What to do ▸
Set down the full data below exactly as given, please.

The data ▸
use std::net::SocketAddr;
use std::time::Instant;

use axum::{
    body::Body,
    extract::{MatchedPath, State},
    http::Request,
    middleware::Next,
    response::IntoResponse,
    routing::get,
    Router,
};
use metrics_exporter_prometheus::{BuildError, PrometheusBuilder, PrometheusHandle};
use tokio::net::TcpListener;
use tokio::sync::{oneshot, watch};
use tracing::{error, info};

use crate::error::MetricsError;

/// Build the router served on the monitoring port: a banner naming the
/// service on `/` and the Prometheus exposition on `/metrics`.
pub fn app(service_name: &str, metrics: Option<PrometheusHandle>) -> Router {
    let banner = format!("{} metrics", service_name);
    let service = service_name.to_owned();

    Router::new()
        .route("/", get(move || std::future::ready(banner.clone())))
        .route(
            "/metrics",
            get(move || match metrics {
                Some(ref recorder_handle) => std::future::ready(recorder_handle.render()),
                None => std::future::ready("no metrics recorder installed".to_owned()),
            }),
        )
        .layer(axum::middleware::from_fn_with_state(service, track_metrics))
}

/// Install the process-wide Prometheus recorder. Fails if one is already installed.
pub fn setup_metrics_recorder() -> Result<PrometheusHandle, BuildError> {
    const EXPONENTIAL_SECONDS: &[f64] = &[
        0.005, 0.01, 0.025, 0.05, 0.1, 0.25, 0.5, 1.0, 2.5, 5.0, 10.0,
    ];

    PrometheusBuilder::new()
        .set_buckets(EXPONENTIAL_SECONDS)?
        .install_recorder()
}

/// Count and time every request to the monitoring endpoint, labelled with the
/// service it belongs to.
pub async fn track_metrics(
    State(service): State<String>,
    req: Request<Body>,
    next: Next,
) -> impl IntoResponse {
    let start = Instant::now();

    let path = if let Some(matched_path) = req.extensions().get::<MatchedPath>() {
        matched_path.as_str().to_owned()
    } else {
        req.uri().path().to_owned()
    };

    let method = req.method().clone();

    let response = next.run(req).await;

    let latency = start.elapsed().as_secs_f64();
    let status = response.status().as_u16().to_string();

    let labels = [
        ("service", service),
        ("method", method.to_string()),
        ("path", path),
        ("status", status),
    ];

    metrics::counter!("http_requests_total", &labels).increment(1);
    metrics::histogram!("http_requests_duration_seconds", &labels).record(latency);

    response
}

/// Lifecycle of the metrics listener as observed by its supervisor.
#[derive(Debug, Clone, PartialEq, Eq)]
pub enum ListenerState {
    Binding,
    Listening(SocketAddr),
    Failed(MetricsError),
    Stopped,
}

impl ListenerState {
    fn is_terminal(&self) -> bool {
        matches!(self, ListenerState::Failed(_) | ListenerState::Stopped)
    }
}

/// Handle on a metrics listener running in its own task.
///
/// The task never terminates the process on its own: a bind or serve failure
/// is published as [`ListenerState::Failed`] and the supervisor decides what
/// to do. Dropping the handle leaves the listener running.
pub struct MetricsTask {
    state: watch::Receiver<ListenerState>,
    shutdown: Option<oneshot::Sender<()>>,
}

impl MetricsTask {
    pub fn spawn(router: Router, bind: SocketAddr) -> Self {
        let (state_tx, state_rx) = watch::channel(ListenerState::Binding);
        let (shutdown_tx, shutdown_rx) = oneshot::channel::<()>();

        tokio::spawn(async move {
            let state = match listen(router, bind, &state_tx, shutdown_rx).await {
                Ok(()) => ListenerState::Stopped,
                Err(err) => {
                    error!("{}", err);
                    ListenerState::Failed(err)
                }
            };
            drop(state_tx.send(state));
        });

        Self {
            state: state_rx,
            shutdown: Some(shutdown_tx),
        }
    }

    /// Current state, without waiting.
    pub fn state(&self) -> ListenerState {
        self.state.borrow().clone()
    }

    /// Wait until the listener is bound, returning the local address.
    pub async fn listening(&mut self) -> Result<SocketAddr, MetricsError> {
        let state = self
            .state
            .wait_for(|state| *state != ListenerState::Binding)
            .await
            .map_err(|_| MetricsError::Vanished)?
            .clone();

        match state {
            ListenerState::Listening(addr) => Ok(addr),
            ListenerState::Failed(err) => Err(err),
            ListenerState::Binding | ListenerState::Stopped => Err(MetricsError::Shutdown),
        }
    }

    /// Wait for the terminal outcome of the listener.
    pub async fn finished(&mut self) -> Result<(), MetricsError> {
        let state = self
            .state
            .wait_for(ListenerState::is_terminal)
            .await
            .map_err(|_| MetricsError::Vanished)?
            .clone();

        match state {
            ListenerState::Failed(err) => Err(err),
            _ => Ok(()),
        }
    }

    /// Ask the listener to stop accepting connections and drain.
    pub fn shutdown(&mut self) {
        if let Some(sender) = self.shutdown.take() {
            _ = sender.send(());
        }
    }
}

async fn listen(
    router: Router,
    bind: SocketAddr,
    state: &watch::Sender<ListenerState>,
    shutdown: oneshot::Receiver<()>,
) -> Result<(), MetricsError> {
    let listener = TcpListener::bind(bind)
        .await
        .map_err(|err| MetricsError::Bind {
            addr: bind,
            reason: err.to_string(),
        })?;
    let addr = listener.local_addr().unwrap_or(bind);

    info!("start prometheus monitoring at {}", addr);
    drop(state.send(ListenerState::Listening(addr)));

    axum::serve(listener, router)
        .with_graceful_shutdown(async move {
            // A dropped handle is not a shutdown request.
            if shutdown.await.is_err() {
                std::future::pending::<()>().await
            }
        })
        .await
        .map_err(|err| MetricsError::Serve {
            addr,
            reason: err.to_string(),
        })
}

Result ▸
use std::net::SocketAddr;
use std::time::Instant;

use axum::{
    body::Body,
    extract::{MatchedPath, State},
    http::Request,
    middleware::Next,
    response::IntoResponse,
    routing::get,
    Router,
};
use metrics_exporter_prometheus::{BuildError, PrometheusBuilder, PrometheusHandle};
use tokio::net::TcpListener;
use tokio::sync::{oneshot, watch};
use tracing::{error, info};

use crate::error::MetricsError;

/// Build the router served on the monitoring port: a banner naming the
/// service on `/` and the Prometheus exposition on `/metrics`.
pub fn app(service_name: &str, metrics: Option<PrometheusHandle>) -> Router {
    let banner = format!("{} metrics", service_name);
    let service = service_name.to_owned();

    Router::new()
        .route("/", get(move || std::future::ready(banner.clone())))
        .route(
            "/metrics",
            get(move || match metrics {
                Some(ref recorder_handle) => std::future::ready(recorder_handle.render()),
                None => std::future::ready("no metrics recorder installed".to_owned()),
            }),
        )
        .layer(axum::middleware::from_fn_with_state(service, track_metrics))
}

/// Install the process-wide Prometheus recorder. Fails if one is already installed.
pub fn setup_metrics_recorder() -> Result<PrometheusHandle, BuildError> {
    const EXPONENTIAL_SECONDS: &[f64] = &[
        0.005, 0.01, 0.025, 0.05, 0.1, 0.25, 0.5, 1.0, 2.5, 5.0, 10.0,
    ];

    PrometheusBuilder::new()
        .set_buckets(EXPONENTIAL_SECONDS)?
        .install_recorder()
}

/// Count and time every request to the monitoring endpoint, labelled with the
/// service it belongs to.
pub async fn track_metrics(
    State(service): State<String>,
    req: Request<Body>,
    next: Next,
) -> impl IntoResponse {
    let start = Instant::now();

    let path = if let Some(matched_path) = req.extensions().get::<MatchedPath>() {
        matched_path.as_str().to_owned()
    } else {
        req.uri().path().to_owned()
    };

    let method = req.method().clone();

    let response = next.run(req).await;

    let latency = start.elapsed().as_secs_f64();
    let status = response.status().as_u16().to_string();

    let labels = [
        ("service", service),
        ("method", method.to_string()),
        ("path", path),
        ("status", status),
    ];

    metrics::counter!("http_requests_total", &labels).increment(1);
    metrics::histogram!("http_requests_duration_seconds", &labels).record(latency);

    response
}

/// Lifecycle of the metrics listener as observed by its supervisor.
#[derive(Debug, Clone, PartialEq, Eq)]
pub enum ListenerState {
    Binding,
    Listening(SocketAddr),
    Failed(MetricsError),
    Stopped,
}

impl ListenerState {
    fn is_terminal(&self) -> bool {
        matches!(self, ListenerState::Failed(_) | ListenerState::Stopped)
    }
}

/// Handle on a metrics listener running in its own task.
///
/// The task never terminates the process on its own: a bind or serve failure
/// is published as [`ListenerState::Failed`] and the supervisor decides what
/// to do. Dropping the handle leaves the listener running.
pub struct MetricsTask {
    state: watch::Receiver<ListenerState>,
    shutdown: Option<oneshot::Sender<()>>,
}

impl MetricsTask {
    pub fn spawn(router: Router, bind: SocketAddr) -> Self {
        let (state_tx, state_rx) = watch::channel(ListenerState::Binding);
        let (shutdown_tx, shutdown_rx) = oneshot::channel::<()>();

        tokio::spawn(async move {
            let state = match listen(router, bind, &state_tx, shutdown_rx).await {
                Ok(()) => ListenerState::Stopped,
                Err(err) => {
                    error!("{}", err);
                    ListenerState::Failed(err)
                }
            };
            drop(state_tx.send(state));
        });

        Self {
            state: state_rx,
            shutdown: Some(shutdown_tx),
        }
    }

    /// Current state, without waiting.
    pub fn state(&self) -> ListenerState {
        self.state.borrow().clone()
    }

    /// Wait until the listener is bound, returning the local address.
    pub async fn listening(&mut self) -> Result<SocketAddr, MetricsError> {
        let state = self
            .state
            .wait_for(|state| *state != ListenerState::Binding)
            .await
            .map_err(|_| MetricsError::Vanished)?
            .clone();

        match state {
            ListenerState::Listening(addr) => Ok(addr),
            ListenerState::Failed(err) => Err(err),
            ListenerState::Binding | ListenerState::Stopped => Err(MetricsError::Shutdown),
        }
    }

    /// Wait for the terminal outcome of the listener.
    pub async fn finished(&mut self) -> Result<(), MetricsError> {
        let state = self
            .state
            .wait_for(ListenerState::is_terminal)
            .await
            .map_err(|_| MetricsError::Vanished)?
            .clone();

        match state {
            ListenerState::Failed(err) => Err(err),
            _ => Ok(()),
        }
    }

    /// Ask the listener to stop accepting connections and drain.
    pub fn shutdown(&mut self) {
        if let Some(sender) = self.shutdown.take() {
            _ = sender.send(());
        }
    }
}

async fn listen(
    router: Router,
    bind: SocketAddr,
    state: &watch::Sender<ListenerState>,
    shutdown: oneshot::Receiver<()>,
) -> Result<(), MetricsError> {
    let listener = TcpListener::bind(bind)
        .await
        .map_err(|err| MetricsError::Bind {
            addr: bind,
            reason: err.to_string(),
        })?;
    let addr = listener.local_addr().unwrap_or(bind);

    info!("start prometheus monitoring at {}", addr);
    drop(state.send(ListenerState::Listening(addr)));

    axum::serve(listener, router)
        .with_graceful_shutdown(async move {
            // A dropped handle is not a shutdown request.
            if shutdown.await.is_err() {
                std::future::pending::<()>().await
            }
        })
        .await
        .map_err(|err| MetricsError::Serve {
            addr,
            reason: err.to_string(),
        })
}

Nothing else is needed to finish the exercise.